┌──

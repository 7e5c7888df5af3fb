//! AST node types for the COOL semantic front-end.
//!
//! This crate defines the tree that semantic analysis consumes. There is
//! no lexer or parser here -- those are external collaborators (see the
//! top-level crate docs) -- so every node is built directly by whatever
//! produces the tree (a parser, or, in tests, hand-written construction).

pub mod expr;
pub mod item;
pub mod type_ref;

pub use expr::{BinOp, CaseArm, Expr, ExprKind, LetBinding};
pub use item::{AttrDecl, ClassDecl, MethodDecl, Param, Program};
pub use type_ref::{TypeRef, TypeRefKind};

└──

Exercise details — Copy the entries exactly as they appear.

Task solution —
repository 7e5c7888df5af3fb
//! AST node types for the COOL semantic front-end.
//!
//! This crate defines the tree that semantic analysis consumes. There is
//! no lexer or parser here -- those are external collaborators (see the
//! top-level crate docs) -- so every node is built directly by whatever
//! produces the tree (a parser, or, in tests, hand-written construction).

pub mod expr;
pub mod item;
pub mod type_ref;

pub use expr::{BinOp, CaseArm, Expr, ExprKind, LetBinding};
pub use item::{AttrDecl, ClassDecl, MethodDecl, Param, Program};
pub use type_ref::{TypeRef, TypeRefKind};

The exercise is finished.